DIRECTIONS FOR THIS TASK
Looking at the records below, count how many lines contain the string "list". Give that number alone.
---- RECORDS SHOWN
//! Sitemap discovery and flattening
//!
//! Discovery walks a fixed candidate list and accepts the first location that
//! answers. Collection flattens sitemap indexes depth-first over an explicit
//! work stack, so hostile nesting can never grow the call stack.

use crate::utils::{site_root, validate_url};
use crate::{CrawlSettings, SitemapError, SitemapUrlEntry};
use quick_xml::events::Event;
use quick_xml::Reader;
use reqwest::{Client, StatusCode};
use std::collections::HashSet;
use tracing::{debug, info, warn};
use url::Url;

/// A parsed sitemap document.
#[derive(Debug, Clone, PartialEq)]
pub enum SitemapDocument {
    /// `<sitemapindex>`: locations of further sitemaps
    Index(Vec<String>),
    /// `<urlset>`: page entries
    UrlSet(Vec<SitemapUrlEntry>),
}

/// Flattened page list plus everything that went wrong along the way.
#[derive(Debug, Default)]
pub struct SitemapCollection {
    /// In first-discovered order, de-duplicated, never longer than the budget
    pub entries: Vec<SitemapUrlEntry>,
    pub errors: Vec<SitemapError>,
}

pub struct SitemapResolver {
    client: Client,
    max_depth: usize,
}

impl SitemapResolver {
    pub fn new(settings: &CrawlSettings) -> Result<Self, SitemapError> {
        let client = Client::builder()
            .timeout(settings.fetch_timeout)
            .user_agent(settings.user_agent.clone())
            .build()?;

        Ok(Self {
            client,
            max_depth: settings.max_sitemap_depth,
        })
    }

    /// Find the sitemap for the site behind `base_url`.
    ///
    /// Candidates, in order: `hint`, `/sitemap.xml`, `/sitemap_index.xml`,
    /// then every `Sitemap:` line of `/robots.txt`.
    pub async fn discover(&self, base_url: &str, hint: Option<&str>) -> Result<String, SitemapError> {
        let base = validate_url(base_url).map_err(|e| SitemapError::Fetch {
            url: base_url.to_string(),
            reason: e.to_string(),
        })?;
        let root = site_root(&base);
        let mut tried = Vec::new();

        let mut candidates = Vec::new();
        if let Some(hint) = hint.map(str::trim).filter(|h| !h.is_empty()) {
            match root.join(hint) {
                Ok(url) => candidates.push(url),
                Err(_) => tried.push(hint.to_string()),
            }
        }
        for path in ["sitemap.xml", "sitemap_index.xml"] {
            if let Ok(url) = root.join(path) {
                candidates.push(url);
            }
        }

        for candidate in candidates {
            tried.push(candidate.to_string());
            if self.probe(&candidate).await {
                info!(sitemap = %candidate, "Sitemap discovered");
                return Ok(candidate.to_string());
            }
        }

        if let Ok(robots) = root.join("robots.txt") {
            tried.push(robots.to_string());
            match self.fetch_text(robots.as_str()).await {
                Ok(body) => {
                    for declared in robots_sitemaps(&body) {
                        let Ok(candidate) = root.join(&declared) else {
                            tried.push(declared);
                            continue;
                        };
                        tried.push(candidate.to_string());
                        if self.probe(&candidate).await {
                            info!(sitemap = %candidate, "Sitemap discovered via robots.txt");
                            return Ok(candidate.to_string());
                        }
                    }
                }
                Err(e) => debug!("robots.txt unavailable: {}", e),
            }
        }

        Err(SitemapError::NotFound { tried })
    }

    /// Flatten `sitemap_url` into at most `max_pages` entries.
    ///
    /// A branch that fails to fetch or parse, or that nests deeper than the
    /// configured limit, is recorded in `errors` and skipped; its siblings
    /// are still followed.
    pub async fn collect(&self, sitemap_url: &str, max_pages: usize) -> SitemapCollection {
        let mut collection = SitemapCollection::default();
        let mut seen_locs = HashSet::new();
        let mut visited = HashSet::new();
        let mut stack = vec![(sitemap_url.to_string(), 0usize)];

        while let Some((url, depth)) = stack.pop() {
            if collection.entries.len() >= max_pages {
                break;
            }
            if depth > self.max_depth {
                warn!(sitemap = %url, depth, "Sitemap nested too deep, skipping");
                collection.errors.push(SitemapError::DepthExceeded { url, depth });
                continue;
            }
            if !visited.insert(url.clone()) {
                debug!(sitemap = %url, "Sitemap already visited");
                continue;
            }

            let body = match self.fetch_text(&url).await {
                Ok(body) => body,
                Err(e) => {
                    warn!("{}", e);
                    collection.errors.push(e);
                    continue;
                }
            };

            match Self::parse(&url, &body) {
                Ok(SitemapDocument::Index(children)) => {
                    debug!(sitemap = %url, children = children.len(), "Sitemap index");
                    // Reversed so the leftmost child is popped first
                    for child in children.into_iter().rev() {
                        stack.push((child, depth + 1));
                    }
                }
                Ok(SitemapDocument::UrlSet(entries)) => {
                    for entry in entries {
                        if collection.entries.len() >= max_pages {
                            break;
                        }
                        if seen_locs.insert(entry.loc.clone()) {
                            collection.entries.push(entry);
                        }
                    }
                }
                Err(e) => {
                    warn!("{}", e);
                    collection.errors.push(e);
                }
            }
        }

        info!(
            sitemap = %sitemap_url,
            pages = collection.entries.len(),
            errors = collection.errors.len(),
            "Sitemap collected"
        );
        collection
    }

    /// Parse one sitemap document fetched from `url`.
    pub fn parse(url: &str, xml: &str) -> Result<SitemapDocument, SitemapError> {
        let parse_error = |reason: String| SitemapError::Parse {
            url: url.to_string(),
            reason,
        };

        let mut reader = Reader::from_str(xml);
        reader.trim_text(true);

        let mut kind: Option<DocumentKind> = None;
        let mut depth = 0usize;
        let mut field: Option<Field> = None;
        let mut current: Option<PartialEntry> = None;
        let mut children = Vec::new();
        let mut entries = Vec::new();

        loop {
            match reader.read_event() {
                Ok(Event::Start(e)) => {
                    depth += 1;
                    let name = e.local_name();
                    // Only direct children of an entry count, so extension
                    // elements like <image:loc> never leak into the page loc
                    match (depth, name.as_ref()) {
                        (1, b"sitemapindex") => kind = Some(DocumentKind::Index),
                        (1, b"urlset") => kind = Some(DocumentKind::UrlSet),
                        (1, other) => {
                            return Err(parse_error(format!(
                                "unexpected root element <{}>",
                                String::from_utf8_lossy(other)
                            )));
                        }
                        (2, b"sitemap" | b"url") => current = Some(PartialEntry::default()),
                        (3, b"loc") => field = Some(Field::Loc),
                        (3, b"lastmod") => field = Some(Field::Lastmod),
                        (3, b"priority") => field = Some(Field::Priority),
                        _ => field = None,
                    }
                }
                Ok(Event::Text(text)) => {
                    let text = text
                        .unescape()
                        .map_err(|e| parse_error(e.to_string()))?;
                    if let (Some(entry), Some(field)) = (current.as_mut(), field) {
                        entry.push(field, &text);
                    }
                }
                Ok(Event::CData(data)) => {
                    let text = String::from_utf8_lossy(&data.into_inner()).into_owned();
                    if let (Some(entry), Some(field)) = (current.as_mut(), field) {
                        entry.push(field, &text);
                    }
                }
                Ok(Event::End(e)) => {
                    let name = e.local_name();
                    match (depth, name.as_ref()) {
                        (2, b"sitemap" | b"url") => {
                            if let Some(entry) = current.take() {
                                match kind {
                                    Some(DocumentKind::Index) => children.extend(entry.into_loc()),
                                    Some(DocumentKind::UrlSet) => entries.extend(entry.into_entry()),
                                    None => {}
                                }
                            }
                        }
                        (3, _) => field = None,
                        _ => {}
                    }
                    depth = depth.saturating_sub(1);
                }
                Ok(Event::Eof) => break,
                Ok(_) => {}
                Err(e) => {
                    return Err(parse_error(format!(
                        "at position {}: {}",
                        reader.buffer_position(),
                        e
                    )))
                }
            }
        }

        match kind {
            Some(DocumentKind::Index) => Ok(SitemapDocument::Index(children)),
            Some(DocumentKind::UrlSet) => Ok(SitemapDocument::UrlSet(entries)),
            None => Err(parse_error("document has no root element".to_string())),
        }
    }

    async fn fetch_text(&self, url: &str) -> Result<String, SitemapError> {
        let fetch_error = |reason: String| SitemapError::Fetch {
            url: url.to_string(),
            reason,
        };

        let response = self
            .client
            .get(url)
            .send()
            .await
            .map_err(|e| fetch_error(e.to_string()))?;

        let status = response.status();
        if !status.is_success() {
            return Err(fetch_error(format!("HTTP {status}")));
        }

        response.text().await.map_err(|e| fetch_error(e.to_string()))
    }

    /// Lightweight existence check: HEAD, falling back to GET for servers that refuse HEAD.
    async fn probe(&self, url: &Url) -> bool {
        let status = match self.client.head(url.clone()).send().await {
            Ok(response) => response.status(),
            Err(e) => {
                debug!(url = %url, "HEAD failed: {}", e);
                return false;
            }
        };

        if status == StatusCode::METHOD_NOT_ALLOWED || status == StatusCode::NOT_IMPLEMENTED {
            return match self.client.get(url.clone()).send().await {
                Ok(response) => response.status().is_success(),
                Err(e) => {
                    debug!(url = %url, "GET failed: {}", e);
                    false
                }
            };
        }

        status.is_success()
    }
}

#[derive(Debug, Clone, Copy, PartialEq)]
enum DocumentKind {
    Index,
    UrlSet,
}

#[derive(Debug, Clone, Copy, PartialEq)]
enum Field {
    Loc,
    Lastmod,
    Priority,
}

#[derive(Default)]
struct PartialEntry {
    loc: String,
    lastmod: String,
    priority: String,
}

impl PartialEntry {
    fn push(&mut self, field: Field, text: &str) {
        match field {
            Field::Loc => self.loc.push_str(text),
            Field::Lastmod => self.lastmod.push_str(text),
            Field::Priority => self.priority.push_str(text),
        }
    }

    fn into_loc(self) -> Option<String> {
        let loc = self.loc.trim();
        (!loc.is_empty()).then(|| loc.to_string())
    }

    fn into_entry(self) -> Option<SitemapUrlEntry> {
        let loc = self.loc.trim();
        if loc.is_empty() {
            return None;
        }
        let lastmod = self.lastmod.trim();
        Some(SitemapUrlEntry {
            loc: loc.to_string(),
            lastmod: (!lastmod.is_empty()).then(|| lastmod.to_string()),
            priority: self.priority.trim().parse().ok(),
        })
    }
}

/// Values of every `Sitemap:` directive in a robots.txt body.
pub fn robots_sitemaps(body: &str) -> Vec<String> {
    body.lines()
        .filter_map(|line| {
            let line = line.split('#').next().unwrap_or("").trim();
            let (key, value) = line.split_once(':')?;
            if key.trim().eq_ignore_ascii_case("sitemap") {
                let value = value.trim();
                (!value.is_empty()).then(|| value.to_string())
            } else {
                None
            }
        })
        .collect()
}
--------
EXERCISE OUTPUT
2